**What the task requires:** Could you print exactly the lines of the listing below, starting at the line that has "assert_eq!(executor.requests().len(), 1);" and ending at the line that has "let fetcher = Fetcher::builder()", and only those lines?
──────── Dataset excerpts ────────
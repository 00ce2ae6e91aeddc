use std::fmt;

/// Fully qualified collection identifier (`database.collection`).
///
/// The database part ends at the first `.`; the collection part may contain
/// further dots (`db.system.indexes`). Both parts are non-empty.
#[derive(Debug, Clone, PartialEq, Eq, Hash)]
pub struct Namespace {
    full: String,
    separator: usize,
}

impl Namespace {
    /// Returns `None` unless `value` has a non-empty database and collection part.
    pub fn parse(value: &str) -> Option<Self> {
        let separator = value.find('.')?;
        if separator == 0 || separator + 1 == value.len() {
            return None;
        }
        Some(Self {
            full: value.to_owned(),
            separator,
        })
    }

    pub fn db(&self) -> &str {
        &self.full[..self.separator]
    }

    pub fn coll(&self) -> &str {
        &self.full[self.separator + 1..]
    }

    pub fn as_str(&self) -> &str {
        &self.full
    }
}

impl fmt::Display for Namespace {
    fn fmt(&self, f: &mut fmt::Formatter<'_>) -> fmt::Result {
        f.write_str(&self.full)
    }
}
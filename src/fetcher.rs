//! Drives one cursor-producing command and its continuations.
//!
//! A [`Fetcher`] sends the initial command through a [`TaskExecutor`], parses
//! every reply into a [`BatchData`], and hands it to the caller's callback.
//! The callback's [`Decision`] selects whether another batch is requested.
//! All phase transitions happen under a single lock so that cancellation,
//! executor shutdown and reply delivery race safely; the callback itself runs
//! without that lock held, on the executor's completion context.

mod builder;
mod collect;
mod completion;
mod state;

pub use builder::FetcherBuilder;
pub use collect::collect_documents;

use crate::cursor::{BatchData, Decision, FetchOutcome};
use crate::error::FetchError;
use crate::executor::{HostAndPort, TaskExecutor};
use mongodb::bson::Document;
use state::{FetchState, Phase};
use std::fmt;
use std::sync::{Arc, Condvar, Mutex, MutexGuard, PoisonError};
use std::time::Duration;
use tokio::sync::watch;

/// What the callback receives: a decoded batch or the terminal status.
pub type FetchResult = Result<BatchData, FetchError>;

pub type FetcherCallback = Box<dyn FnMut(FetchResult) -> Decision + Send + 'static>;

/// Handle to a cursor fetch. Dropping it while active cancels the outstanding
/// command; the callback is not invoked for completions that arrive afterwards.
pub struct Fetcher {
    inner: Arc<FetcherInner>,
}

struct FetcherInner {
    executor: Arc<dyn TaskExecutor>,
    target: HostAndPort,
    db_name: String,
    command: Document,
    timeout: Option<Duration>,
    state: Mutex<FetchState>,
    finished: Condvar,
    active_tx: watch::Sender<bool>,
    callback: Mutex<FetcherCallback>,
}

struct FetcherParts {
    executor: Arc<dyn TaskExecutor>,
    target: HostAndPort,
    db_name: String,
    command: Document,
    timeout: Option<Duration>,
    callback: FetcherCallback,
}

impl Fetcher {
    pub fn builder() -> FetcherBuilder {
        FetcherBuilder::default()
    }

    /// Shorthand for the builder when no timeout override is needed.
    pub fn new<F>(
        executor: Arc<dyn TaskExecutor>,
        target: HostAndPort,
        db_name: impl Into<String>,
        command: Document,
        callback: F,
    ) -> anyhow::Result<Self>
    where
        F: FnMut(FetchResult) -> Decision + Send + 'static,
    {
        Self::builder()
            .executor(executor)
            .target(target)
            .database(db_name)
            .command(command)
            .callback(callback)
            .build()
    }

    fn from_parts(parts: FetcherParts) -> Self {
        let (active_tx, _) = watch::channel(false);
        Self {
            inner: Arc::new(FetcherInner {
                executor: parts.executor,
                target: parts.target,
                db_name: parts.db_name,
                command: parts.command,
                timeout: parts.timeout,
                state: Mutex::new(FetchState::new()),
                finished: Condvar::new(),
                active_tx,
                callback: Mutex::new(parts.callback),
            }),
        }
    }

    pub fn target(&self) -> &HostAndPort {
        &self.inner.target
    }

    pub fn db_name(&self) -> &str {
        &self.inner.db_name
    }

    pub fn command(&self) -> &Document {
        &self.inner.command
    }

    /// Sends the initial command. Never blocks and never invokes the callback.
    ///
    /// Fails with `IllegalOperation` when the fetcher is active or already
    /// finished, with `ShutdownInProgress` when the executor is shutting down,
    /// and with the executor's own error when it refuses the command. The
    /// fetcher stays idle on every failure.
    pub fn schedule(&self) -> Result<(), FetchError> {
        self.inner.schedule()
    }

    pub fn is_active(&self) -> bool {
        self.inner.lock_state().phase.is_active()
    }

    /// Requests cancellation of the outstanding command. A no-op unless active;
    /// repeated calls have no further effect.
    pub fn cancel(&self) {
        self.inner.cancel();
    }

    /// Blocks the calling thread until the fetcher is no longer active.
    ///
    /// Must not be called from the executor's completion context, and should
    /// not be called from an async task; use [`Fetcher::join`] there.
    pub fn wait(&self) {
        let state = self.inner.lock_state();
        let _state = self
            .inner
            .finished
            .wait_while(state, |state| state.phase.is_active())
            .unwrap_or_else(PoisonError::into_inner);
    }

    /// Async counterpart of [`Fetcher::wait`].
    pub async fn join(&self) {
        let mut active = self.inner.active_tx.subscribe();
        // The sender lives as long as `self`, so this only returns once inactive.
        let _ = active.wait_for(|active| !*active).await;
    }

    /// How the fetch ended, once it has.
    pub fn outcome(&self) -> Option<FetchOutcome> {
        self.inner.lock_state().outcome.clone()
    }

    /// Number of batches successfully decoded so far.
    pub fn batches_received(&self) -> u64 {
        self.inner.lock_state().batches
    }

    pub fn diagnostic_string(&self) -> String {
        self.to_string()
    }
}

impl fmt::Display for Fetcher {
    fn fmt(&self, f: &mut fmt::Formatter<'_>) -> fmt::Result {
        let executor = self.inner.executor.diagnostic_string();
        let state = self.inner.lock_state();
        write!(
            f,
            "Fetcher executor: {executor} target: {} database: {} query: {} active: {} phase: {} batches: {}",
            self.inner.target,
            self.inner.db_name,
            self.inner.command,
            state.phase.is_active(),
            state.phase,
            state.batches,
        )?;
        if let Some(outcome) = &state.outcome {
            write!(f, " outcome: {outcome:?}")?;
        }
        Ok(())
    }
}

impl fmt::Debug for Fetcher {
    fn fmt(&self, f: &mut fmt::Formatter<'_>) -> fmt::Result {
        let state = self.inner.lock_state();
        f.debug_struct("Fetcher")
            .field("target", &self.inner.target)
            .field("db_name", &self.inner.db_name)
            .field("phase", &state.phase)
            .field("outcome", &state.outcome)
            .finish_non_exhaustive()
    }
}

impl Drop for Fetcher {
    fn drop(&mut self) {
        self.inner.discard();
    }
}

impl FetcherInner {
    fn lock_state(&self) -> MutexGuard<'_, FetchState> {
        self.state.lock().unwrap_or_else(PoisonError::into_inner)
    }

    fn cancel(&self) {
        let mut state = self.lock_state();
        if state.cancel_requested {
            return;
        }
        match state.phase {
            Phase::Idle | Phase::Done => {}
            Phase::Scheduled { handle, .. } => {
                state.cancel_requested = true;
                tracing::debug!(%handle, host = %self.target, "cancelling fetcher");
                self.executor.cancel(handle);
            }
            // The completion being processed observes the flag before continuing.
            Phase::Finishing => state.cancel_requested = true,
        }
    }

    fn discard(&self) {
        let mut state = self.lock_state();
        state.discarded = true;
        if state.phase.is_active() {
            tracing::debug!(host = %self.target, phase = %state.phase, "fetcher dropped while active");
        }
        if let Phase::Scheduled { handle, .. } = state.phase {
            if !state.cancel_requested {
                state.cancel_requested = true;
                self.executor.cancel(handle);
            }
        }
    }
}
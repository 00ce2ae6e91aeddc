//! Lightweight counters tracking command completions and latency so the
//! tokio executor can expose aggregated snapshots.

use std::sync::atomic::{AtomicU64, Ordering};
use std::time::Duration;

#[derive(Debug, Default)]
pub(crate) struct CommandMetrics {
    scheduled: AtomicU64,
    responses: AtomicU64,
    failures: AtomicU64,
    timeouts: AtomicU64,
    canceled: AtomicU64,
    shutdown: AtomicU64,
    total_latency_ns: AtomicU64,
}

impl CommandMetrics {
    pub(crate) fn record_scheduled(&self) {
        self.scheduled.fetch_add(1, Ordering::Relaxed);
    }

    pub(crate) fn record_response(&self, latency: Duration) {
        self.responses.fetch_add(1, Ordering::Relaxed);
        self.total_latency_ns
            .fetch_add(latency.as_nanos() as u64, Ordering::Relaxed);
    }

    pub(crate) fn record_failure(&self, latency: Duration) {
        self.record_response(latency);
        self.failures.fetch_add(1, Ordering::Relaxed);
    }

    pub(crate) fn record_timeout(&self, latency: Duration) {
        self.record_failure(latency);
        self.timeouts.fetch_add(1, Ordering::Relaxed);
    }

    pub(crate) fn record_canceled(&self) {
        self.canceled.fetch_add(1, Ordering::Relaxed);
    }

    pub(crate) fn record_shutdown(&self) {
        self.shutdown.fetch_add(1, Ordering::Relaxed);
    }

    pub(crate) fn snapshot(&self) -> CommandMetricsSnapshot {
        let responses = self.responses.load(Ordering::Relaxed);
        let total_latency_ns = self.total_latency_ns.load(Ordering::Relaxed);

        let average_latency_ms = if responses == 0 {
            0.0
        } else {
            (total_latency_ns as f64 / responses as f64) / 1_000_000.0
        };

        CommandMetricsSnapshot {
            scheduled: self.scheduled.load(Ordering::Relaxed),
            responses,
            failures: self.failures.load(Ordering::Relaxed),
            timeouts: self.timeouts.load(Ordering::Relaxed),
            canceled: self.canceled.load(Ordering::Relaxed),
            shutdown: self.shutdown.load(Ordering::Relaxed),
            average_latency_ms,
        }
    }
}

#[derive(Debug, Copy, Clone, PartialEq)]
pub struct CommandMetricsSnapshot {
    pub scheduled: u64,
    pub responses: u64,
    pub failures: u64,
    pub timeouts: u64,
    pub canceled: u64,
    pub shutdown: u64,
    pub average_latency_ms: f64,
}

impl CommandMetricsSnapshot {
    /// Commands scheduled but not yet completed.
    pub fn in_flight(&self) -> u64 {
        self.scheduled
            .saturating_sub(self.responses + self.canceled + self.shutdown)
    }
}
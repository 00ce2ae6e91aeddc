use std::sync::atomic::{AtomicBool, AtomicUsize, Ordering};
use std::sync::{Arc, Mutex};
use std::time::Duration;

use crate::support::helpers::{
    first_batch_reply, follow_cursor, next_batch_reply, target, FetcherFixture,
};
use cursorfetch::{
    Decision, ErrorCode, FetchOutcome, Fetcher, ManualExecutor, NextAction,
};
use mongodb::bson::doc;

#[test]
fn fetch_multiple_batches() {
    let fixture = FetcherFixture::new();
    fixture.fetcher.schedule().expect("schedule");

    fixture.process_intermediate(first_batch_reply(1, vec![doc! { "_id": 1 }]));
    assert_eq!(fixture.log.last_batch().documents, vec![doc! { "_id": 1 }]);

    fixture.process_intermediate(next_batch_reply(1, vec![doc! { "_id": 2 }]));
    assert_eq!(fixture.log.last_batch().documents, vec![doc! { "_id": 2 }]);

    fixture.process_reply(next_batch_reply(0, vec![doc! { "_id": 3 }]));
    assert_eq!(fixture.log.last_batch().documents, vec![doc! { "_id": 3 }]);

    assert_eq!(fixture.log.len(), 3);
    assert_eq!(fixture.fetcher.batches_received(), 3);
    assert_eq!(fixture.fetcher.outcome(), Some(FetchOutcome::Exhausted));

    let requests = fixture.executor.requests();
    assert_eq!(requests.len(), 3);
    assert_eq!(requests[0].command, doc! { "find": "coll" });
    for request in &requests[1..] {
        assert_eq!(request.command, doc! { "getMore": 1_i64, "collection": "coll" });
        assert_eq!(request.db_name, "db");
        assert_eq!(request.target, target());
    }
}

#[test]
fn exhausted_cursor_ignores_get_more_request() {
    let fixture = FetcherFixture::with_policy(|result| match result {
        Ok(_) => Decision::get_more(doc! { "getMore": 0_i64, "collection": "coll" }),
        Err(_) => Decision::default(),
    });
    fixture.fetcher.schedule().expect("schedule");
    fixture.process_reply(first_batch_reply(0, vec![doc! { "_id": 1 }]));

    assert_eq!(fixture.executor.requests().len(), 1);
    assert_eq!(fixture.log.last_batch().cursor_id, 0);
    assert_eq!(fixture.fetcher.outcome(), Some(FetchOutcome::Exhausted));
}

#[test]
fn cancel_while_get_more_is_outstanding() {
    let fixture = FetcherFixture::new();
    fixture.fetcher.schedule().expect("schedule");
    fixture.process_intermediate(first_batch_reply(1, vec![doc! { "_id": 1 }]));
    fixture.process_intermediate(next_batch_reply(1, vec![doc! { "_id": 2 }]));

    fixture.fetcher.cancel();
    fixture.finish();

    assert_eq!(fixture.log.len(), 3);
    assert_eq!(fixture.log.last_error().code(), ErrorCode::CallbackCanceled);
}

#[test]
fn shutdown_while_get_more_is_outstanding() {
    let fixture = FetcherFixture::new();
    fixture.fetcher.schedule().expect("schedule");
    fixture.process_intermediate(first_batch_reply(1, vec![doc! { "_id": 1 }]));
    fixture.process_intermediate(next_batch_reply(1, vec![doc! { "_id": 2 }]));

    fixture.executor.shutdown();
    fixture.finish();

    assert_eq!(fixture.log.len(), 3);
    assert_eq!(fixture.log.last_error().code(), ErrorCode::ShutdownInProgress);
}

#[test]
fn stopping_after_second_batch() {
    let calls = Arc::new(AtomicUsize::new(0));
    let counter = calls.clone();
    let fixture = FetcherFixture::with_policy(move |result| {
        if counter.fetch_add(1, Ordering::SeqCst) == 0 {
            follow_cursor(result)
        } else {
            Decision::stop()
        }
    });
    fixture.fetcher.schedule().expect("schedule");
    fixture.process_intermediate(first_batch_reply(1, vec![doc! { "_id": 1 }]));

    fixture.reply(next_batch_reply(1, vec![doc! { "_id": 2 }]));
    fixture.run();

    assert!(!fixture.fetcher.is_active());
    assert!(!fixture.executor.has_ready_requests());
    assert_eq!(fixture.log.last_batch().documents, vec![doc! { "_id": 2 }]);
    assert_eq!(fixture.fetcher.outcome(), Some(FetchOutcome::Stopped));
    assert_eq!(calls.load(Ordering::SeqCst), 2);
}

#[test]
fn shutdown_during_second_batch_reports_scheduling_failure() {
    let executor = Arc::new(ManualExecutor::new());
    let shutdown_called = Arc::new(AtomicBool::new(false));
    let policy_executor = executor.clone();
    let flag = shutdown_called.clone();
    let calls = Arc::new(AtomicUsize::new(0));
    let counter = calls.clone();

    let fixture = FetcherFixture::with_executor_and_policy(executor, move |result| {
        let call = counter.fetch_add(1, Ordering::SeqCst);
        if call == 1 {
            let batch = result.as_ref().expect("second batch should parse");
            assert_eq!(batch.documents, vec![doc! { "_id": 2 }]);
            policy_executor.shutdown();
            flag.store(true, Ordering::SeqCst);
        }
        follow_cursor(result)
    });
    fixture.fetcher.schedule().expect("schedule");
    fixture.process_intermediate(first_batch_reply(1, vec![doc! { "_id": 1 }]));

    fixture.reply(next_batch_reply(1, vec![doc! { "_id": 2 }]));
    fixture.run();

    assert!(shutdown_called.load(Ordering::SeqCst));
    assert_eq!(calls.load(Ordering::SeqCst), 3);
    assert_eq!(fixture.log.last_error().code(), ErrorCode::ShutdownInProgress);
    assert!(!fixture.fetcher.is_active());
    assert_eq!(fixture.executor.requests().len(), 2);
}

#[test]
fn undecided_callback_finishes_without_continuation() {
    let fixture = FetcherFixture::with_policy(|_| Decision::default());
    fixture.fetcher.schedule().expect("schedule");
    fixture.process_reply(first_batch_reply(5, vec![doc! { "_id": 1 }]));

    assert_eq!(fixture.executor.requests().len(), 1);
    assert_eq!(fixture.fetcher.outcome(), Some(FetchOutcome::NoContinuation));
}

#[test]
fn get_more_without_command_finishes_without_continuation() {
    for decision in [
        Decision {
            action: NextAction::GetMore,
            continuation: None,
        },
        Decision::get_more(doc! {}),
        Decision {
            action: NextAction::ExhaustContinue,
            continuation: Some(doc! { "getMore": 5_i64, "collection": "coll" }),
        },
    ] {
        let fixture = FetcherFixture::with_policy(move |_| decision.clone());
        fixture.fetcher.schedule().expect("schedule");
        fixture.process_reply(first_batch_reply(5, vec![doc! { "_id": 1 }]));

        assert_eq!(fixture.executor.requests().len(), 1);
        assert_eq!(fixture.fetcher.outcome(), Some(FetchOutcome::NoContinuation));
    }
}

#[test]
fn cancel_from_callback_stops_before_continuation() {
    let fetcher_slot: Arc<Mutex<Option<Arc<Fetcher>>>> = Arc::default();
    let slot = fetcher_slot.clone();
    let fixture = FetcherFixture::with_policy(move |result| {
        if let Some(fetcher) = slot.lock().unwrap().as_ref() {
            fetcher.cancel();
        }
        follow_cursor(result)
    });
    let FetcherFixture {
        executor,
        log,
        fetcher,
    } = fixture;
    let fetcher = Arc::new(fetcher);
    *fetcher_slot.lock().unwrap() = Some(fetcher.clone());

    fetcher.schedule().expect("schedule");
    executor
        .schedule_reply(first_batch_reply(1, vec![doc! { "_id": 1 }]))
        .expect("reply");
    executor.run_ready_operations();

    assert!(!fetcher.is_active());
    assert_eq!(executor.requests().len(), 1);
    assert_eq!(log.len(), 2);
    assert!(log.calls()[0].is_ok());
    assert_eq!(log.last_error().code(), ErrorCode::CallbackCanceled);

    fetcher_slot.lock().unwrap().take();
}

#[test]
fn continuation_honours_per_command_timeout() {
    let executor = Arc::new(ManualExecutor::new());
    let log = crate::support::helpers::CallbackLog::default();
    let recorder = log.clone();
    let fetcher = Fetcher::builder()
        .executor(executor.clone())
        .target(target())
        .database("db")
        .command(doc! { "find": "coll" })
        .timeout(Duration::from_secs(5))
        .callback(move |result| {
            recorder.record(&result);
            follow_cursor(&result)
        })
        .build()
        .expect("fetcher should build");

    fetcher.schedule().expect("schedule");
    executor
        .schedule_reply(first_batch_reply(1, vec![doc! { "_id": 1 }]))
        .expect("reply");
    executor.run_ready_operations();
    assert!(fetcher.is_active());

    let requests = executor.requests();
    assert!(requests
        .iter()
        .all(|request| request.timeout == Some(Duration::from_secs(5))));

    executor.advance_clock(Duration::from_secs(5));
    executor.run_ready_operations();

    assert!(!fetcher.is_active());
    assert_eq!(log.last_error().code(), ErrorCode::NetworkTimeout);
}
pub mod cursor;
pub mod error;
pub mod executor;
pub mod fetcher;
pub mod runtime;

pub use cursor::{
    parse_cursor_response, BatchData, BatchField, CursorId, Decision, FetchOutcome, Namespace,
    NextAction, EXHAUSTED_CURSOR_ID,
};
pub use error::{command_status, ErrorCode, FetchError};
pub use executor::{
    CallbackHandle, CommandCompletion, CommandMetricsSnapshot, CommandTransport,
    CompletionHandler, HostAndPort, ManualExecutor, MongoTransport, ReadyRequest,
    RemoteCommandRequest, RemoteCommandResponse, TaskExecutor, TokioTaskExecutor,
};
pub use fetcher::{collect_documents, FetchResult, Fetcher, FetcherBuilder, FetcherCallback};
pub use runtime::config::{ExecutorConfig, ExecutorConfigBuilder, ExecutorConfigParams};
pub use runtime::telemetry::init_tracing;
//! Executor capability consumed by the fetcher plus its implementations:
//! a tokio-backed executor driving a real transport and a manually clocked
//! executor for deterministic tests.

pub mod manual;
pub mod metrics;
pub mod request;
pub mod spawned;
pub mod transport;

pub use manual::{ManualExecutor, ReadyRequest};
pub use metrics::CommandMetricsSnapshot;
pub use request::{
    CallbackHandle, CommandCompletion, HostAndPort, RemoteCommandRequest, RemoteCommandResponse,
};
pub use spawned::TokioTaskExecutor;
pub use transport::{CommandTransport, MongoTransport};

use crate::error::FetchError;

/// Invoked exactly once per scheduled command, on the executor's context.
pub type CompletionHandler = Box<dyn FnOnce(CommandCompletion) + Send + 'static>;

/// Schedules remote commands and reports their completion.
///
/// Implementations must deliver exactly one [`CommandCompletion`] for every
/// handle they return, must serialize completion handlers, and must never run
/// a handler synchronously from within `schedule_remote_command` or `cancel`.
pub trait TaskExecutor: Send + Sync {
    fn schedule_remote_command(
        &self,
        request: RemoteCommandRequest,
        on_completion: CompletionHandler,
    ) -> Result<CallbackHandle, FetchError>;

    /// Best-effort, idempotent request to cancel a scheduled command.
    fn cancel(&self, handle: CallbackHandle);

    fn is_shutting_down(&self) -> bool;

    fn diagnostic_string(&self) -> String {
        String::from("task executor")
    }
}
────────
**Problem solution:**
    assert_eq!(executor.requests().len(), 1);
    assert_eq!(log.len(), 2);
    assert!(log.calls()[0].is_ok());
    assert_eq!(log.last_error().code(), ErrorCode::CallbackCanceled);

    fetcher_slot.lock().unwrap().take();
}

#[test]
fn continuation_honours_per_command_timeout() {
    let executor = Arc::new(ManualExecutor::new());
    let log = crate::support::helpers::CallbackLog::default();
    let recorder = log.clone();
    let fetcher = Fetcher::builder()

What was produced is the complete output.